All that is needed is the number of lines in the records that contain the word "ChartInstance", stated without anything else.

Excerpts from a dataset

____

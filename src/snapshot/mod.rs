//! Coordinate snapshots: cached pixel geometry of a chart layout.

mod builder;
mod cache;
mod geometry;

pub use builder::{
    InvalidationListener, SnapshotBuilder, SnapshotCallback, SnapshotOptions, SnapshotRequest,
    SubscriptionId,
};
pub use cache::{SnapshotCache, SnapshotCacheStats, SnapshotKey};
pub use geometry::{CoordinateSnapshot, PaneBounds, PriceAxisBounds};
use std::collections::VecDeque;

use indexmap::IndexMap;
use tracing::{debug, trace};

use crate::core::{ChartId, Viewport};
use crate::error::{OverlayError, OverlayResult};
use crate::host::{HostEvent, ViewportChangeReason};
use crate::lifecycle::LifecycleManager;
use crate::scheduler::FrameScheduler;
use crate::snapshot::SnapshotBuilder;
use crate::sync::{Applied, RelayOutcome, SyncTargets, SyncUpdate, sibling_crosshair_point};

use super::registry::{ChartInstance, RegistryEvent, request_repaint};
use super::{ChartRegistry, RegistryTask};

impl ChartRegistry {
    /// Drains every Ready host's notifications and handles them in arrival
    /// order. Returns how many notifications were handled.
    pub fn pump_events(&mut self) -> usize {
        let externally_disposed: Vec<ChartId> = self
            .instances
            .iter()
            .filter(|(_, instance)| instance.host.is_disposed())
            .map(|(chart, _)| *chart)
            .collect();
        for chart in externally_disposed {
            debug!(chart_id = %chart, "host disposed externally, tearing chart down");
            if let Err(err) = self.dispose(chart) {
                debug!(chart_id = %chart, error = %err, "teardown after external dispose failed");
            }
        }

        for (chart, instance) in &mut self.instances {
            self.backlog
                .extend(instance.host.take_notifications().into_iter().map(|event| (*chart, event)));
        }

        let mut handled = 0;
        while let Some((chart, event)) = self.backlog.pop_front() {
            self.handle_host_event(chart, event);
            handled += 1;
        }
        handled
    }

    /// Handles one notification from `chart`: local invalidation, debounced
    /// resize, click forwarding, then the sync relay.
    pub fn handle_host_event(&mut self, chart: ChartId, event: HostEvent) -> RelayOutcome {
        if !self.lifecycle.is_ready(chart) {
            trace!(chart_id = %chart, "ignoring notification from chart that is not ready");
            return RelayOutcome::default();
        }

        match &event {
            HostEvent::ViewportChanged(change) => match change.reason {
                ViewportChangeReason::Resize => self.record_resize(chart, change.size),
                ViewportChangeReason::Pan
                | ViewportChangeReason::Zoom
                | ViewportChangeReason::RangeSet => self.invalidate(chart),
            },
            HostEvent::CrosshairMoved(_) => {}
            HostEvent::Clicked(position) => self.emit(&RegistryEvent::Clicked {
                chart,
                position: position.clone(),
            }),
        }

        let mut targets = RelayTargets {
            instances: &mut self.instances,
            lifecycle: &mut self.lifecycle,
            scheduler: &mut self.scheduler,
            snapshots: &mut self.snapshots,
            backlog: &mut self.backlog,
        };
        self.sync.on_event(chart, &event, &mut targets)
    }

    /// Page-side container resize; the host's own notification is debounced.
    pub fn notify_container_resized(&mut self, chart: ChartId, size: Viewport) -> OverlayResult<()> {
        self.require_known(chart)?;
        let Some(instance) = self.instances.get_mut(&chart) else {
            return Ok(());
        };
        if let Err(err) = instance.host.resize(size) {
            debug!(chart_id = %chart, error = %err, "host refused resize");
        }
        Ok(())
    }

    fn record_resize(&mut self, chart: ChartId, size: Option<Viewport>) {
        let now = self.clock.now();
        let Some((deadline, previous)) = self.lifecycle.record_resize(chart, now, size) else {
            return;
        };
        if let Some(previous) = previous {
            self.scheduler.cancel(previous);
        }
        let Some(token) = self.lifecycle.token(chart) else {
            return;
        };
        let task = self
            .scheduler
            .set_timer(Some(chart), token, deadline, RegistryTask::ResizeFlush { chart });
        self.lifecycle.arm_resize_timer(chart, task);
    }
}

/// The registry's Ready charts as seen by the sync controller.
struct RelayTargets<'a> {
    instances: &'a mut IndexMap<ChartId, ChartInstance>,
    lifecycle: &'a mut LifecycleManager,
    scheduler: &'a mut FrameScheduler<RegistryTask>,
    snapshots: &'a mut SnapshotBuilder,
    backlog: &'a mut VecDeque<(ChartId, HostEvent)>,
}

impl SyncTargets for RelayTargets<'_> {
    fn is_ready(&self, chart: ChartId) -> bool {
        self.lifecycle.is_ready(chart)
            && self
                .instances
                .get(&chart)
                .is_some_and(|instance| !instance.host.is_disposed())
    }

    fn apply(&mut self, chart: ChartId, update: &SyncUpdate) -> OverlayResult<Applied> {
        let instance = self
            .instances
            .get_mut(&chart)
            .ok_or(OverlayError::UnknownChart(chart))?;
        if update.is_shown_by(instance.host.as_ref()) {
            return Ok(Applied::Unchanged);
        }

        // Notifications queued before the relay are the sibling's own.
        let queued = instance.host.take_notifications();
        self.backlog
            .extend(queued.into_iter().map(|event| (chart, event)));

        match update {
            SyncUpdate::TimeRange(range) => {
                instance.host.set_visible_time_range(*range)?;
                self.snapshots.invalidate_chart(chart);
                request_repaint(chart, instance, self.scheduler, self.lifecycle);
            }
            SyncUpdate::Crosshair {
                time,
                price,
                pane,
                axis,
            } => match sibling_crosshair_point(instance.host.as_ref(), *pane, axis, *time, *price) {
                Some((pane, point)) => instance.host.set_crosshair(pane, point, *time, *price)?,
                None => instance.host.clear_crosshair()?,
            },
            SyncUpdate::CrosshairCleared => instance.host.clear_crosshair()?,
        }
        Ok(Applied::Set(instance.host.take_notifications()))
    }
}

____

> [Result below]: 2